IT Matters: Driving Research and Discovery
Kevin Boyd, associate vice president and CIO, welcomed Rob Gardner and Robert Grossman for an engaging conversation on research and high performance computing. The guests shared their perspectives on the importance and role of institutions like UChicago in supporting and driving research and discovery.
About the Speakers
Rob Gardner is a Research Professor in the Enrico Fermi Institute at the University of Chicago working on computing and analytics for big science. He is Principal Investigator of the NSF-funded SLATE project which federates Kubernetes edge clusters in the national cyberinfrastructure. He co-leads the US ATLAS Computing Facility, a collaboration of 10 universities and two U.S. Department of Energy laboratories providing computational and data services to the ATLAS collaboration at the CERN Large Hadron Collider (LHC) in Geneva, Switzerland. He leads the Scalable Systems Laboratory of the newly created NSF Institute for Research and Innovation in Software for High Energy Physics (IRIS-HEP) with focus on novel data organizational methods, data delivery services and analysis platforms for the high luminosity upgrade of the LHC in 2026. His lab also builds advanced cyberinfrastructure supporting forefront scientific collaborations including the XENON, South Pole Telescope, VERITAS, LIGO and IceCube experiments.

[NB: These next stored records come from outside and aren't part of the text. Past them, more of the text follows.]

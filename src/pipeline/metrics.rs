// Metrics extraction from segmentation stage output.
//
// The segmentation script logs freely to stdout and embeds one JSON block
// between two sentinel lines. Missing or malformed blocks degrade to "no
// metrics" rather than failing the job.

use log::debug;

use crate::models::{DerivedVolumes, MriMetrics};

pub const RESULTS_BLOCK_START: &str = "===ANALYSIS_RESULTS_START===";
pub const RESULTS_BLOCK_END: &str = "===ANALYSIS_RESULTS_END===";

// Fixed-proportion stand-ins for a real sub-segmentation; see DerivedVolumes.
const NECROSIS_FRACTION: f64 = 0.05;
const ENHANCING_FRACTION: f64 = 0.80;

pub fn derive_volumes(tumor_volume: f64) -> DerivedVolumes {
    DerivedVolumes {
        necrosis_volume: tumor_volume * NECROSIS_FRACTION,
        enhancing_volume: tumor_volume * ENHANCING_FRACTION,
    }
}

/// Scan captured stdout for the sentinel-delimited block and parse it.
/// Returns None when the block is absent or unparseable.
pub fn extract_metrics(stdout: &str) -> Option<MriMetrics> {
    let start = stdout.find(RESULTS_BLOCK_START)? + RESULTS_BLOCK_START.len();
    let end = stdout[start..].find(RESULTS_BLOCK_END)?;
    let block = stdout[start..start + end].trim();

    match serde_json::from_str::<MriMetrics>(block) {
        Ok(mut metrics) => {
            metrics.derived = Some(derive_volumes(metrics.tumor_volume));
            Some(metrics)
        }
        Err(e) => {
            debug!("Metrics block present but unparseable: {}", e);
            None
        }
    }
}

#[cfg(test)]
mod tests {
    use super::*;

    fn stdout_with_block(block: &str) -> String {
        format!(
            "Using device: cpu\nModel loaded\n{}\n{}\n{}\ntumor_mask.npy saved\n",
            RESULTS_BLOCK_START, block, RESULTS_BLOCK_END
        )
    }

    #[test]
    fn test_extracts_block_and_derives_volumes() {
        let stdout = stdout_with_block(
            r#"{
                "tumorVolume": 40.0,
                "edemaVolume": 12.5,
                "tumorLocation": "Frontal Lobe",
                "segmentationConfidence": 91.2,
                "intensityStats": {"mean": 0.4, "std": 0.1, "min": 0.0, "max": 1.0},
                "textureFeatures": {"contrast": 55.0, "correlation": 0.8, "energy": 0.3, "homogeneity": 0.7}
            }"#,
        );

        let metrics = extract_metrics(&stdout).unwrap();
        assert_eq!(metrics.tumor_volume, 40.0);
        assert_eq!(metrics.edema_volume, 12.5);
        assert_eq!(metrics.tumor_location, "Frontal Lobe");
        assert_eq!(metrics.segmentation_confidence, Some(91.2));

        let derived = metrics.derived.unwrap();
        assert!((derived.necrosis_volume - 2.0).abs() < 1e-9);
        assert!((derived.enhancing_volume - 32.0).abs() < 1e-9);
    }

    #[test]
    fn test_minimal_block_tolerates_missing_optional_fields() {
        let stdout = stdout_with_block(r#"{"tumorVolume": 10.0, "edemaVolume": 3.0}"#);

        let metrics = extract_metrics(&stdout).unwrap();
        assert_eq!(metrics.tumor_location, "");
        assert!(metrics.intensity_stats.is_none());
        assert!(metrics.derived.is_some());
    }

    #[test]
    fn test_missing_markers_is_absent_not_error() {
        assert!(extract_metrics("Model loaded\ntumor_mask.npy saved\n").is_none());
    }

    #[test]
    fn test_start_without_end_is_absent() {
        let stdout = format!("{}\n{{\"tumorVolume\": 1.0}}", RESULTS_BLOCK_START);
        assert!(extract_metrics(&stdout).is_none());
    }

    #[test]
    fn test_malformed_json_is_absent_not_error() {
        let stdout = stdout_with_block("{tumorVolume: oops");
        assert!(extract_metrics(&stdout).is_none());
    }

    #[test]
    fn test_block_missing_required_volume_is_absent() {
        let stdout = stdout_with_block(r#"{"edemaVolume": 3.0}"#);
        assert!(extract_metrics(&stdout).is_none());
    }
}
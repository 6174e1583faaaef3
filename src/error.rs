// Error taxonomy for the analysis pipeline and retrieval operations.
//
// Only `Invocation` is fatal to a job; everything else is either a typed
// response the caller acts on (`NotReady`, `NotFound`) or a degraded result
// that never changes job status.

use thiserror::Error;

#[derive(Debug, Error)]
pub enum AnalysisError {
    /// An external stage program exited non-zero. Fatal to the owning job.
    #[error("{program} failed: {detail}")]
    Invocation { program: String, detail: String },

    /// The requested artifact has not been produced yet. Callers poll.
    #[error("not ready: {0}")]
    NotReady(String),

    /// No matching resource anywhere in the resolution chain.
    #[error("not found: {0}")]
    NotFound(String),

    /// Bad request from the caller (unknown job, wrong status, bad name).
    #[error("{0}")]
    InvalidInput(String),

    /// Persistence-layer failure surfaced from the JSON store.
    #[error("store error: {0}")]
    Store(String),

    #[error("io error: {0}")]
    Io(#[from] std::io::Error),
}

impl AnalysisError {
    pub fn invocation(program: impl Into<String>, detail: impl Into<String>) -> Self {
        Self::Invocation {
            program: program.into(),
            detail: detail.into(),
        }
    }
}

pub type Result<T> = std::result::Result<T, AnalysisError>;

Robert Grossman is a faculty member in the section of Genetic Medicine, as well as the chief research informatics officer for the Division of the Biological Sciences. He is also a senior fellow in the Computation Institute and the Institute for Genomics and Systems Biology. His research group focuses on bioinformatics, data mining, cloud computing, data intensive computing, and related areas. He is also the founder of Open Data Group, which has provided strategic consulting and outsourced services in analytics since 2002, specializing in building predictive models over big data. His current research is focused on bioinformatics, especially developing systems, applications, and algorithms so that large data sets of genomics data can be integrated with phenotype information extracted from electronic medical records and analyzed to deepen our understanding of diseases.